Aquí, la idea de oasis decanta colorida y perfumada, bajo la tutela siempre majestuosa del volcán Licancabur, allá empinado a casi 6.000 metros de altura.

De repente, el pueblo puede entenderse como un campamento con sus preparativos estratégicos. Se traslada agua en bidones. Se engrasan bicicletas todo terreno; alguien afina un motor, se recambian ruedas… Y se grita en inglés, francés, alemán… poniéndose en acción las ofertas que pequeñas agencias de turismo ofrecen a los que deseen aventurarse por los derredores desérticos. Una visita obligada es la aldea de Tulor, un asombroso conjunto de barro con habitaciones de volúmenes circulares, que se pueden mirar sobre el nivel del techo. La arena que antaño las cubrió, las preservó para que ahora conozcamos lo que fue el primer arte habitacional del desierto.

El Valle de la Luna, otro destino cercano, promete un espectacular paisaje geológico, con extrañas y agudas colinas filosas que brillan, titilando sus sales y minerales fantasma.

Son muchas las excursiones que se emprenden desde San Pedro. En un día se puede orillar todo el salar. Hacia el sureste los destinos son Toconao, Alitar, Taladre, Peine, Tilomonte, lugarcitos de origen prehispánico, con aguadas, terrazas de cultivos, tamarugos, lagunas, flamencos, canteras. Siempre mirando un paisaje azul, un océano de sal que destella y confunde juguetón.

Para los que se quedan en el pueblo, la expectativa del descubrimiento y el asombro es múltiple; quizás inédita. Es que hay temas que sacuden: el museo, el cementerio, los ayllus o una larga conversación sobre la arquitectura local, caminando.

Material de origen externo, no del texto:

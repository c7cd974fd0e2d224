//! `tracing-subscriber` installation.

use crate::config::LoggingConfig;
use tracing_subscriber::EnvFilter;

/// Installs a fmt subscriber filtered by `RUST_LOG`, falling back to
/// `config.filter`.
///
/// Returns false if a global subscriber was already installed, which makes
/// repeated calls harmless.
pub fn init_tracing(config: &LoggingConfig) -> bool {
    let filter = EnvFilter::try_from_default_env()
        .or_else(|_| EnvFilter::try_new(&config.filter))
        .unwrap_or_else(|_| EnvFilter::new("info"));
    let builder = tracing_subscriber::fmt().with_env_filter(filter).with_target(true);
    if config.json {
        builder.json().try_init().is_ok()
    } else {
        builder.try_init().is_ok()
    }
}

#[cfg(test)]
mod tests {
    use super::*;

    #[test]
    fn test_second_init_is_rejected_quietly() {
        let config = LoggingConfig::default().with_filter("soapflow=debug");
        let _ = init_tracing(&config);
        assert!(!init_tracing(&config.with_json(true)));
    }
}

Desde dentro del cementerio, la mirada se eleva hacia el Licancabur; quizá un espontáneo gesto que lo reconoce como la máxima divinidad.

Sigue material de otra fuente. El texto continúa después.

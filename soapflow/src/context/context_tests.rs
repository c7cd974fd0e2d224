//! Tests for the context hierarchy.

#[cfg(test)]
mod tests {
    use crate::config::EngineConfig;
    use crate::context::{
        ConfigurationContext, Context, ContextId, ContextRef, OperationContext, PropertyDifference,
        ServiceGroupContext,
    };
    use crate::core::{Mep, QName};
    use crate::description::{AxisConfiguration, ServiceScope};
    use crate::errors::SoapflowError;
    use crate::message::MessageContext;
    use crate::testing::{EngineFixture, ECHO_ACTION};
    use pretty_assertions::assert_eq;
    use serde_json::json;
    use std::sync::Arc;

    fn root() -> Arc<ConfigurationContext> {
        ConfigurationContext::new(Arc::new(AxisConfiguration::new()), EngineConfig::default())
    }

    #[test]
    fn test_context_ids_are_unique() {
        let a = ContextId::next();
        let b = ContextId::next();
        assert_ne!(a, b);
        assert!(b.as_u64() > a.as_u64());
    }

    #[test]
    fn test_nearest_scope_wins() {
        let fixture = EngineFixture::echo();
        let msg = fixture.bound_message();
        let op = msg.operation_context().unwrap();
        let service = msg.service_context().unwrap();
        let group = msg.service_group_context().unwrap();

        fixture.config_context.set_property("level", json!("configuration"));
        group.set_property("level", json!("group"));
        service.set_property("level", json!("service"));
        assert_eq!(msg.get_property("level"), Some(json!("service")));

        op.set_property("level", json!("operation"));
        assert_eq!(msg.get_property("level"), Some(json!("operation")));

        msg.set_property("level", json!("message"));
        assert_eq!(msg.get_property("level"), Some(json!("message")));
        assert_eq!(service.get_property("level"), Some(json!("service")));
    }

    #[test]
    fn test_lookup_reaches_the_root() {
        let fixture = EngineFixture::echo();
        let msg = fixture.bound_message();
        fixture.config_context.set_property("region", json!("eu"));

        assert_eq!(msg.get_property("region"), Some(json!("eu")));
        assert_eq!(msg.get_local_property("region"), None);
        assert_eq!(msg.get_property("absent"), None);
    }

    #[test]
    fn test_options_properties_are_visible() {
        let fixture = EngineFixture::echo();
        let msg = fixture.request(ECHO_ACTION);
        msg.update_options(|o| {
            o.properties.insert("timeout".into(), json!(5));
        });

        assert_eq!(msg.get_property("timeout"), Some(json!(5)));
    }

    #[test]
    fn test_merged_properties_prefer_nearer_scopes() {
        let fixture = EngineFixture::echo();
        let msg = fixture.bound_message();
        fixture.config_context.set_property("shared", json!(1));
        fixture.config_context.set_property("root-only", json!(true));
        msg.service_context().unwrap().set_property("shared", json!(2));

        let merged = msg.get_properties();

        assert_eq!(merged.get("shared"), Some(&json!(2)));
        assert_eq!(merged.get("root-only"), Some(&json!(true)));
    }

    #[test]
    fn test_parent_links_resolve_through_the_arena() {
        let fixture = EngineFixture::echo();
        let msg = fixture.bound_message();
        let op = msg.operation_context().unwrap();
        let service = msg.service_context().unwrap();
        let group = msg.service_group_context().unwrap();

        assert_eq!(op.parent().map(|p| p.id()), Some(service.id()));
        assert_eq!(service.parent().map(|p| p.id()), Some(group.id()));
        assert_eq!(group.parent().map(|p| p.id()), Some(fixture.config_context.id()));
        assert!(op.is_ancestor(fixture.config_context.id()));
        assert!(!group.is_ancestor(op.id()));
        assert!(Arc::ptr_eq(&op.service_context().unwrap(), &service));
    }

    #[test]
    fn test_property_changes_are_recorded() {
        let ctx = root();
        ctx.set_property("a", json!(1));
        ctx.set_property("b", json!(2));
        ctx.remove_property("b");
        ctx.set_non_replicable_property("local", json!(true));

        let diffs = ctx.property_differences();
        assert_eq!(diffs.len(), 2);
        assert_eq!(diffs.get("a"), Some(&PropertyDifference::Set(json!(1))));
        assert_eq!(diffs.get("b"), Some(&PropertyDifference::Removed));

        ctx.clear_property_differences();
        assert!(ctx.property_differences().is_empty());
        assert_eq!(ctx.get_local_property("local"), Some(json!(true)));
    }

    #[test]
    fn test_touch_moves_last_touched_forward() {
        let ctx = root();
        ctx.set_last_touched_time(0);
        ctx.touch();
        assert!(ctx.last_touched_time() > 0);
    }

    #[test]
    fn test_application_group_is_shared() {
        let fixture = EngineFixture::echo();
        let service = fixture.service();
        let group = fixture
            .axis_configuration
            .get_service_group(service.group_name())
            .unwrap();

        let first = fixture
            .config_context
            .service_group_context_for(&group, ServiceScope::Application);
        let second = fixture
            .config_context
            .service_group_context_for(&group, ServiceScope::Application);
        let request = fixture
            .config_context
            .service_group_context_for(&group, ServiceScope::Request);

        assert!(Arc::ptr_eq(&first, &second));
        assert!(!Arc::ptr_eq(&first, &request));
        assert_eq!(fixture.config_context.service_group_contexts().len(), 2);
    }

    #[test]
    fn test_service_context_is_reused_within_group() {
        let fixture = EngineFixture::echo();
        let service = fixture.service();
        let group = fixture
            .axis_configuration
            .get_service_group(service.group_name())
            .unwrap();
        let group_ctx = fixture
            .config_context
            .service_group_context_for(&group, ServiceScope::Request);

        let first = group_ctx.service_context_for(&service);
        let second = group_ctx.service_context_for(&service);

        assert!(Arc::ptr_eq(&first, &second));
        assert_eq!(first.group_context_id(), group_ctx.group_id());
        assert!(fixture.config_context.node(first.id()).is_some());
    }

    #[test]
    fn test_removing_a_group_drops_its_nodes() {
        let fixture = EngineFixture::echo();
        let msg = fixture.bound_message();
        let group = msg.service_group_context().unwrap();
        let service = msg.service_context().unwrap();

        let removed = fixture
            .config_context
            .remove_service_group_context(group.group_id())
            .unwrap();

        assert!(Arc::ptr_eq(&removed, &group));
        assert!(fixture.config_context.node(group.id()).is_none());
        assert!(fixture.config_context.node(service.id()).is_none());
        assert!(fixture
            .config_context
            .get_service_group_context(group.group_id())
            .is_none());
    }

    #[test]
    fn test_request_group_is_released_with_its_last_exchange() {
        let fixture = EngineFixture::echo();
        let service = fixture.service();
        let group = fixture
            .axis_configuration
            .get_service_group(service.group_name())
            .unwrap();
        let group_ctx = fixture
            .config_context
            .service_group_context_for(&group, ServiceScope::Request);
        let service_ctx = group_ctx.service_context_for(&service);
        let first = service_ctx.create_operation_context(&fixture.operation("notify"));
        let second = service_ctx.create_operation_context(&fixture.operation("notify"));

        assert!(first.cleanup());
        assert!(fixture
            .config_context
            .get_service_group_context(group_ctx.group_id())
            .is_some());

        assert!(second.cleanup());
        assert!(fixture
            .config_context
            .get_service_group_context(group_ctx.group_id())
            .is_none());
        assert_eq!(fixture.config_context.node_count(), 0);
    }

    #[test]
    fn test_application_group_outlives_its_exchanges() {
        let fixture = EngineFixture::echo();
        let service = fixture.service();
        let group = fixture
            .axis_configuration
            .get_service_group(service.group_name())
            .unwrap();
        let group_ctx = fixture
            .config_context
            .service_group_context_for(&group, ServiceScope::Application);
        let op = group_ctx
            .service_context_for(&service)
            .create_operation_context(&fixture.operation("notify"));

        assert!(op.cleanup());

        assert!(!fixture.config_context.release_request_scoped_group(&group_ctx));
        assert_eq!(fixture.config_context.service_group_contexts().len(), 1);
        assert_eq!(fixture.config_context.node_count(), 2);
    }

    #[test]
    fn test_group_with_known_id_is_registered() {
        let ctx = root();
        let group = ServiceGroupContext::with_id(&ctx, "group-1".into(), "Echo", ServiceScope::Request);

        ctx.add_service_group_context(&group);

        assert!(Arc::ptr_eq(&ctx.get_service_group_context("group-1").unwrap(), &group));
        assert!(matches!(ctx.node(group.id()), Some(ContextRef::ServiceGroup(_))));
    }

    #[test]
    fn test_operation_registry() {
        let ctx = root();
        let op = Arc::new(OperationContext::new(QName::local("echo"), "Echo".into(), Mep::InOut));

        ctx.register_operation_context("urn:uuid:1", &op);

        assert_eq!(op.registration_key().as_deref(), Some("urn:uuid:1"));
        assert!(Arc::ptr_eq(&ctx.find_operation_context("urn:uuid:1").unwrap(), &op));
        assert!(ctx.unregister_operation_context("urn:uuid:1").is_some());
        assert_eq!(ctx.operation_context_count(), 0);
    }

    #[test]
    fn test_mismatched_operation_context_is_rejected() {
        let fixture = EngineFixture::echo();
        let bound = fixture.bound_message();
        let other = fixture.bound_message();

        let msg = fixture.request(ECHO_ACTION);
        msg.set_service_context(bound.service_context()).unwrap();
        let err = msg
            .set_operation_context(other.operation_context())
            .unwrap_err();

        assert!(matches!(err, SoapflowError::ContextConsistency(_)));
        assert!(msg.operation_context().is_none());
    }

    #[test]
    fn test_operation_context_brings_its_service() {
        let fixture = EngineFixture::echo();
        let bound = fixture.bound_message();
        let msg = fixture.request(ECHO_ACTION);

        msg.set_operation_context(bound.operation_context()).unwrap();

        assert!(Arc::ptr_eq(
            &msg.service_context().unwrap(),
            &bound.service_context().unwrap()
        ));
        assert_eq!(msg.service_group_context_id(), bound.service_group_context_id());
        assert_eq!(msg.axis_service().unwrap().name(), "Echo");
    }

    #[test]
    fn test_free_standing_message_has_no_parent() {
        let msg = MessageContext::new();
        assert!(msg.parent().is_none());
        assert_eq!(msg.get_property("anything"), None);
    }
}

Hermosos mausoleos de barro y madera acusan milenarias influencias estilísticas. Aunque son los nombres en las tumbas los que se dejan leer, cantarinos e inspiradores: Titi Cahoca, Francisca Chinchilla, Saturnino Nieves, Sabino Aymani. Realismo mágico que evoca ángeles o guardianes de tanta cosa que vemos y santificamos por primera vez.

Los ayllus son las comunidades agrícolas que rodean al pueblo. Todos constituidas por familiares y tradiciones comunes que rigen desde las épocas en que hombres y mujeres domesticaron plantas y animales.

Larache, Solor, Checar, Coyo, Séquitor, Yaye y Quitor son algunos de ellos. Callejones sombreados de chañares y algarrobos dejan caminar y mirar entre plantaciones de extraños maíces, zapallos, frutos tropicales. De pronto, bordeando Séquitor y a la ribera del río San Pedro, estalla una aparición: es Karen Luza, la atacameña solitaria que lee, ampara caballos y cuya antigua belleza hace pensar que en realidad esto fue un señorío y ella, la señora de Atacama.

San Pedro siempre propone moverse. Por sus callejuelas y derredores se ejercita una travesía que lo construye a la medida y gesto del viajero. Casi siempre se ve el logro de una arquitectura memoriosa que a cada paso nos recuerda el territorio, ya sea desde su emplazamiento o desde sus materiales. Está, sobre todo, la de los grandes hoteles, proyectos felices que han sabido reinterpretar —sin folclor— los valores ancestrales de la imagen del oasis: lo hospitalario, lo generoso, lo sencillo, las alturas compartidas… Esas desde donde se ilumina el viaje cuando salen billones de estrellas del atardecer.